One of the most abhorrent exclusions is ‘‘any information relating to any occurrence, event or matter which has taken place occurred or happened 25 years before (Sections 8(2))’’. It means that the victims of Emergency—Atal Behari Vajpayee, L K Advani, Jaitley—had acquired with the Act the right and power to deny Indian citizens all documents about suspension of democracy by Indira Gandhi and their imprisonment! If any future Cabinet wants to repeat the act and gets bootlicking jurists to give it underhand solutions, we would not be able to discover it in advance because Section 8(1)(d) accords legal sanctity to concealing ‘‘minutes or records of advice including legal advice, opinions or recommendations made by any officer of a public authority during the decision-making process prior to the executive decision or policy formulation’’.

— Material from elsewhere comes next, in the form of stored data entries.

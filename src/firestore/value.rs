//! Conversion between `serde_json` trees and the Firestore `Value` envelope.
//!
//! The write direction also splits [`FieldValue`](super::field_value::FieldValue)
//! sentinels out of the payload into field transforms.

use serde::de::Error as DeError;
use serde::Serialize;
use serde_json::map::Map;
use serde_json::Value as JsonValue;
use std::collections::HashMap;

use super::field_value::{transform_kind, TRANSFORM_SENTINEL};
use super::models::{ArrayValue, FieldTransform, MapValue, Value, ValueType};
use super::FirestoreError;

pub(crate) fn decode_fields(
    fields: HashMap<String, Value>,
) -> Result<JsonValue, FirestoreError> {
    let mut map = Map::new();
    for (key, value) in fields {
        map.insert(key, decode_value(value)?);
    }
    Ok(JsonValue::Object(map))
}

pub(crate) fn decode_value(value: Value) -> Result<JsonValue, FirestoreError> {
    use serde_json::json;
    Ok(match value.value_type {
        ValueType::StringValue(s) => JsonValue::String(s),
        ValueType::IntegerValue(s) => {
            let i: i64 = s.parse().map_err(|e| {
                <serde_json::Error as DeError>::custom(format!(
                    "failed to parse integer string '{}': {}",
                    s, e
                ))
            })?;
            JsonValue::Number(i.into())
        }
        ValueType::DoubleValue(d) => JsonValue::Number(
            serde_json::Number::from_f64(d).ok_or_else(|| {
                <serde_json::Error as DeError>::custom(format!("invalid f64 value: {}", d))
            })?,
        ),
        ValueType::BooleanValue(b) => JsonValue::Bool(b),
        ValueType::MapValue(map_value) => decode_fields(map_value.fields)?,
        ValueType::ArrayValue(array_value) => {
            let values = array_value
                .values
                .into_iter()
                .map(decode_value)
                .collect::<Result<Vec<_>, _>>()?;
            JsonValue::Array(values)
        }
        ValueType::NullValue(_) => JsonValue::Null,
        ValueType::TimestampValue(s) => JsonValue::String(s),
        ValueType::GeoPointValue(gp) => {
            json!({ "latitude": gp.latitude, "longitude": gp.longitude })
        }
        ValueType::BytesValue(s) => JsonValue::String(s),
        ValueType::ReferenceValue(s) => JsonValue::String(s),
    })
}

pub(crate) fn encode_value(value: JsonValue) -> Result<Value, FirestoreError> {
    let value_type = match value {
        JsonValue::Null => ValueType::NullValue(()),
        JsonValue::Bool(b) => ValueType::BooleanValue(b),
        JsonValue::Number(n) => {
            if let Some(i) = n.as_i64() {
                ValueType::IntegerValue(i.to_string())
            } else if let Some(f) = n.as_f64() {
                ValueType::DoubleValue(f)
            } else {
                return Err(FirestoreError::Validation(format!(
                    "unsupported number value: {}",
                    n
                )));
            }
        }
        JsonValue::String(s) => ValueType::StringValue(s),
        JsonValue::Array(a) => {
            let values = a
                .into_iter()
                .map(encode_value)
                .collect::<Result<Vec<_>, _>>()?;
            ValueType::ArrayValue(ArrayValue { values })
        }
        JsonValue::Object(o) => {
            if o.contains_key(TRANSFORM_SENTINEL) {
                return Err(FirestoreError::Validation(
                    "field transforms are only supported at the top level of a write payload"
                        .to_string(),
                ));
            }
            let mut fields = HashMap::new();
            for (k, v) in o {
                fields.insert(k, encode_value(v)?);
            }
            ValueType::MapValue(MapValue { fields })
        }
    };
    Ok(Value { value_type })
}

/// Serializes a write payload and splits it into stored fields and field
/// transforms. `FieldValue` sentinels are honored at the top level only.
pub(crate) fn encode_write_payload<T: Serialize>(
    value: &T,
) -> Result<(HashMap<String, Value>, Vec<FieldTransform>), FirestoreError> {
    let json = serde_json::to_value(value)?;
    let JsonValue::Object(map) = json else {
        return Err(FirestoreError::Validation(
            "write payloads must serialize to a JSON object".to_string(),
        ));
    };

    let mut fields = HashMap::new();
    let mut transforms = Vec::new();
    for (key, value) in map {
        match transform_kind(&value) {
            Some(kind) => transforms.push(FieldTransform {
                field_path: key,
                kind: kind?,
            }),
            None => {
                fields.insert(key, encode_value(value)?);
            }
        }
    }
    Ok((fields, transforms))
}
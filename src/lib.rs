//! Legacy chained query-builder facade over Cloud Firestore.
//!
//! Existing callers talk to the document store through the old web-SDK
//! shape: `collection(name).where(...).orderBy(...).limit(n).get()` for
//! queries and `collection(name).doc(id).get()/set()/update()/delete()` for
//! single documents. This crate presents exactly that surface on top of the
//! Firestore v1 REST API. Query handles are immutable: every constraint
//! call returns a new handle, so a captured handle's result set can never
//! change behind the caller's back. All durable state lives remotely.
//!
//! # Example
//!
//! ```no_run
//! use firestore_compat::{Direction, FieldValue, Firestore};
//!
//! # async fn run() -> Result<(), firestore_compat::FirestoreError> {
//! let db = Firestore::from_service_account_file("service-account.json").await?;
//!
//! let open = db
//!     .collection("todos")
//!     .where_filter("completed", "==".parse()?, false)?
//!     .order_by("text", Direction::Ascending)
//!     .limit(10)
//!     .get()
//!     .await?;
//! open.for_each(|doc| println!("{}", doc.id()));
//!
//! db.collection("todos")
//!     .doc("wash-car")
//!     .update(&serde_json::json!({
//!         "completed": true,
//!         "completedAt": FieldValue::server_timestamp(),
//!     }))
//!     .await?;
//! # Ok(())
//! # }
//! ```

pub mod core;
pub mod firestore;

pub use firestore::field_value::FieldValue;
pub use firestore::models::{Direction, FieldOperator};
pub use firestore::reference::{CollectionReference, DocumentReference, SetOptions};
pub use firestore::snapshot::{DocumentSnapshot, QuerySnapshot, WriteResult};
pub use firestore::{Firestore, FirestoreError};
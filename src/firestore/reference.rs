use rand::Rng;
use reqwest::{header, StatusCode};
use reqwest_middleware::ClientWithMiddleware;
use serde::Serialize;
use std::collections::HashMap;

use super::models::{
    CommitRequest, CommitResponse, Direction, Document, DocumentMask, FieldOperator,
    FieldTransform, Precondition, RunQueryRequest, RunQueryResponse, Value, Write,
    WriteOperation,
};
use super::query::Query;
use super::snapshot::{parse_time, DocumentSnapshot, QuerySnapshot, WriteResult};
use super::value::encode_write_payload;
use super::FirestoreError;
use crate::core::parse_error_response;

const AUTO_ID_CHARS: &[u8] = b"ABCDEFGHIJKLMNOPQRSTUVWXYZabcdefghijklmnopqrstuvwxyz0123456789";
const AUTO_ID_LEN: usize = 20;

/// Fresh document identifier, generated the way the platform SDKs do it.
pub(crate) fn auto_id() -> String {
    let mut rng = rand::thread_rng();
    (0..AUTO_ID_LEN)
        .map(|_| AUTO_ID_CHARS[rng.gen_range(0..AUTO_ID_CHARS.len())] as char)
        .collect()
}

/// Options for [`DocumentReference::set_with_options`].
#[derive(Clone, Copy, Debug, Default)]
pub struct SetOptions {
    /// When set, only the fields present in the payload are replaced; other
    /// stored fields are left untouched.
    pub merge: bool,
}

impl SetOptions {
    pub fn merge() -> Self {
        SetOptions { merge: true }
    }
}

/// A collection plus the query constraints accumulated so far.
///
/// Every constraint method borrows the receiver and returns a new handle, so
/// a reference captured by calling code keeps producing the same result set
/// no matter what is later derived from it.
#[derive(Clone)]
pub struct CollectionReference<'a> {
    pub(crate) client: &'a ClientWithMiddleware,
    pub(crate) root_url: String,
    pub(crate) parent_url: String,
    pub(crate) query: Query,
}

impl<'a> CollectionReference<'a> {
    /// The collection ID (last path segment).
    pub fn id(&self) -> &str {
        &self.query.collection_id
    }

    /// Returns a new handle with `field op value` appended to the filters.
    ///
    /// Filters compound: `.where_filter(a)?.where_filter(b)?` matches
    /// documents satisfying both `a` AND `b`. The filter is not executed
    /// until [`get`](Self::get).
    pub fn where_filter<T: Serialize>(
        &self,
        field: &str,
        op: FieldOperator,
        value: T,
    ) -> Result<Self, FirestoreError> {
        Ok(self.with_query(self.query.clone().where_filter(field, op, value)?))
    }

    /// Returns a new handle sorted by `field` in the given direction.
    pub fn order_by(&self, field: &str, direction: Direction) -> Self {
        self.with_query(self.query.clone().order_by(field, direction))
    }

    /// Returns a new handle capped at `limit` results.
    pub fn limit(&self, limit: i32) -> Self {
        self.with_query(self.query.clone().limit(limit))
    }

    /// A reference to the document `document_id` within this collection.
    pub fn doc(&self, document_id: &str) -> DocumentReference<'a> {
        DocumentReference {
            client: self.client,
            root_url: self.root_url.clone(),
            url: format!(
                "{}/{}/{}",
                self.parent_url, self.query.collection_id, document_id
            ),
            id: document_id.to_string(),
        }
    }

    /// A reference to a not-yet-written document under a fresh identifier.
    pub fn doc_auto_id(&self) -> DocumentReference<'a> {
        self.doc(&auto_id())
    }

    /// Creates a new document under an automatically assigned identifier and
    /// returns the reference carrying it. One remote write.
    pub async fn add<T: Serialize>(
        &self,
        value: &T,
    ) -> Result<DocumentReference<'a>, FirestoreError> {
        let doc_ref = self.doc_auto_id();
        doc_ref.create(value).await?;
        Ok(doc_ref)
    }

    /// Executes the accumulated constraints and returns the matching
    /// documents. Failures propagate unchanged; there is no retry.
    pub async fn get(&self) -> Result<QuerySnapshot<'a>, FirestoreError> {
        let url = format!("{}:runQuery", self.parent_url);
        let request = RunQueryRequest {
            structured_query: self.query.structured.clone(),
        };

        log::debug!("running query on {}", self.query.collection_id);
        let response = self
            .client
            .post(&url)
            .header(header::CONTENT_TYPE, "application/json")
            .body(serde_json::to_vec(&request)?)
            .send()
            .await?;

        if !response.status().is_success() {
            return Err(error_for_status(response, "Run query failed").await);
        }

        let responses: Vec<RunQueryResponse> = response.json().await?;

        let mut documents = Vec::new();
        let mut read_time = None;

        for res in responses {
            if let Some(rt) = res.read_time.as_deref().and_then(parse_time) {
                read_time = Some(rt);
            }

            if let Some(doc) = res.document {
                let name = doc.name.clone();
                let id = name.rsplit('/').next().unwrap_or_default().to_string();

                let reference = DocumentReference {
                    client: self.client,
                    root_url: self.root_url.clone(),
                    url: url_for_name(&self.root_url, &name),
                    id: id.clone(),
                };

                documents.push(DocumentSnapshot {
                    id,
                    reference,
                    document: Some(doc),
                    read_time,
                });
            }
        }

        Ok(QuerySnapshot {
            documents,
            read_time,
        })
    }

    fn with_query(&self, query: Query) -> Self {
        Self {
            client: self.client,
            root_url: self.root_url.clone(),
            parent_url: self.parent_url.clone(),
            query,
        }
    }
}

/// A single document within a collection.
#[derive(Clone)]
pub struct DocumentReference<'a> {
    pub(crate) client: &'a ClientWithMiddleware,
    pub(crate) root_url: String,
    pub(crate) url: String,
    pub(crate) id: String,
}

impl<'a> DocumentReference<'a> {
    /// The document ID (last path segment).
    pub fn id(&self) -> &str {
        &self.id
    }

    /// The slash-separated document path under the database root,
    /// e.g. `"customers/c1/vehicles/v2"`.
    pub fn path(&self) -> &str {
        match self.url.find("/documents/") {
            Some(idx) => &self.url[idx + "/documents/".len()..],
            None => &self.url,
        }
    }

    /// A handle on a sub-collection of this document.
    pub fn collection(&self, collection_id: &str) -> CollectionReference<'a> {
        CollectionReference {
            client: self.client,
            root_url: self.root_url.clone(),
            parent_url: self.url.clone(),
            query: Query::new(collection_id),
        }
    }

    /// Fetches the document. A missing document is not an error: the
    /// snapshot reports `exists() == false`.
    pub async fn get(&self) -> Result<DocumentSnapshot<'a>, FirestoreError> {
        log::debug!("fetching document {}", self.path());
        let response = self.client.get(&self.url).send().await?;

        if response.status() == StatusCode::NOT_FOUND {
            return Ok(DocumentSnapshot {
                id: self.id.clone(),
                reference: self.clone(),
                document: None,
                read_time: None,
            });
        }

        if !response.status().is_success() {
            return Err(error_for_status(response, "Get document failed").await);
        }

        let doc: Document = response.json().await?;
        Ok(DocumentSnapshot {
            id: self.id.clone(),
            reference: self.clone(),
            document: Some(doc),
            read_time: None,
        })
    }

    /// Overwrites the document, creating it if absent.
    pub async fn set<T: Serialize>(&self, value: &T) -> Result<WriteResult, FirestoreError> {
        self.set_with_options(value, SetOptions::default()).await
    }

    /// Overwrites or, with [`SetOptions::merge`], merges into the document.
    pub async fn set_with_options<T: Serialize>(
        &self,
        value: &T,
        options: SetOptions,
    ) -> Result<WriteResult, FirestoreError> {
        let (fields, transforms) = encode_write_payload(value)?;
        let update_mask = options.merge.then(|| DocumentMask {
            field_paths: sorted_paths(&fields),
        });
        let write = Write {
            update_mask,
            update_transforms: non_empty(transforms),
            current_document: None,
            operation: WriteOperation::Update(self.wire_document(fields)),
        };
        self.commit(write, "Set document failed").await
    }

    /// Updates the given fields of an existing document. Fails with
    /// [`FirestoreError::NotFound`] if the document does not exist.
    pub async fn update<T: Serialize>(&self, value: &T) -> Result<WriteResult, FirestoreError> {
        let (fields, transforms) = encode_write_payload(value)?;
        let write = Write {
            update_mask: Some(DocumentMask {
                field_paths: sorted_paths(&fields),
            }),
            update_transforms: non_empty(transforms),
            current_document: Some(Precondition { exists: Some(true) }),
            operation: WriteOperation::Update(self.wire_document(fields)),
        };
        self.commit(write, "Update document failed").await
    }

    /// Deletes the document. Idempotent: deleting an absent document
    /// succeeds.
    pub async fn delete(&self) -> Result<WriteResult, FirestoreError> {
        let write = Write {
            update_mask: None,
            update_transforms: None,
            current_document: None,
            operation: WriteOperation::Delete(self.resource_name()),
        };
        self.commit(write, "Delete document failed").await
    }

    /// Creates the document, failing if it already exists. Backs
    /// [`CollectionReference::add`].
    pub(crate) async fn create<T: Serialize>(
        &self,
        value: &T,
    ) -> Result<WriteResult, FirestoreError> {
        let (fields, transforms) = encode_write_payload(value)?;
        let write = Write {
            update_mask: None,
            update_transforms: non_empty(transforms),
            current_document: Some(Precondition {
                exists: Some(false),
            }),
            operation: WriteOperation::Update(self.wire_document(fields)),
        };
        self.commit(write, "Create document failed").await
    }

    async fn commit(&self, write: Write, context: &str) -> Result<WriteResult, FirestoreError> {
        let database_url = self
            .root_url
            .strip_suffix("/documents")
            .unwrap_or(&self.root_url);
        let url = format!("{}:commit", database_url);
        let request = CommitRequest {
            writes: vec![write],
        };

        log::debug!("committing write for {}", self.path());
        let response = self
            .client
            .post(&url)
            .header(header::CONTENT_TYPE, "application/json")
            .body(serde_json::to_vec(&request)?)
            .send()
            .await?;

        if !response.status().is_success() {
            return Err(error_for_status(response, context).await);
        }

        let result: CommitResponse = response.json().await?;
        let commit_time = result.commit_time.as_deref().and_then(parse_time);
        let update_time = result
            .write_results
            .into_iter()
            .next()
            .and_then(|w| w.update_time)
            .as_deref()
            .and_then(parse_time)
            .or(commit_time);

        Ok(WriteResult { update_time })
    }

    fn wire_document(&self, fields: HashMap<String, Value>) -> Document {
        Document {
            name: self.resource_name(),
            fields,
            create_time: None,
            update_time: None,
        }
    }

    fn resource_name(&self) -> String {
        match self.url.find("projects/") {
            Some(idx) => self.url[idx..].to_string(),
            None => self.url.clone(),
        }
    }
}

/// Full request URL for a document resource name returned by the store.
fn url_for_name(root_url: &str, name: &str) -> String {
    match root_url.find("projects/") {
        Some(idx) => format!("{}{}", &root_url[..idx], name),
        None => format!("{}/{}", root_url, name),
    }
}

fn sorted_paths(fields: &HashMap<String, Value>) -> Vec<String> {
    let mut paths: Vec<String> = fields.keys().cloned().collect();
    paths.sort();
    paths
}

fn non_empty(transforms: Vec<FieldTransform>) -> Option<Vec<FieldTransform>> {
    if transforms.is_empty() {
        None
    } else {
        Some(transforms)
    }
}

/// Maps a non-success response onto the error taxonomy: 404 is `NotFound`,
/// 400 is `Validation`, anything else surfaces as `Api` with the parsed
/// error payload message.
pub(crate) async fn error_for_status(
    response: reqwest::Response,
    context: &str,
) -> FirestoreError {
    let status = response.status();
    let message = parse_error_response(response, context).await;
    log::warn!("{} (HTTP {}): {}", context, status, message);
    match status {
        StatusCode::NOT_FOUND => FirestoreError::NotFound(message),
        StatusCode::BAD_REQUEST => FirestoreError::Validation(message),
        _ => FirestoreError::Api(message),
    }
}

If you need more examples of how the Act is at the mercy of officers, examine the Maharashtra Right to Information Act, 2002. The trouble I had accessing sarkari papers in one case merits cognisance by the higher judiciary, Vigilance Commissioner and state Lokayukta. Sanjay Kumar, a state Secretary-rank IAS officer and till recently Pune Municipal Commissioner, wrote to then chief secretary Ajit Nimbalkar that since the Constitutional law is not incorporated in the local Development Control Rules, it is difficult to obey the Constitution of India! I have the document with me because Nimbalkar’s Deputy Secretary Mahesh Pathak gave it to me, neither of them nervous about the anti-constitution statement.

The UPA raised some hopes to correct such anomalies when it promised to make the Freedom of Information Act more progressive, participatory and meaningful. Within weeks though, the NAC changed position, clearing the Act with a few legal provisions. Some of the provisions include the power not to disclose papers relating to the Emergency and Nehru archives.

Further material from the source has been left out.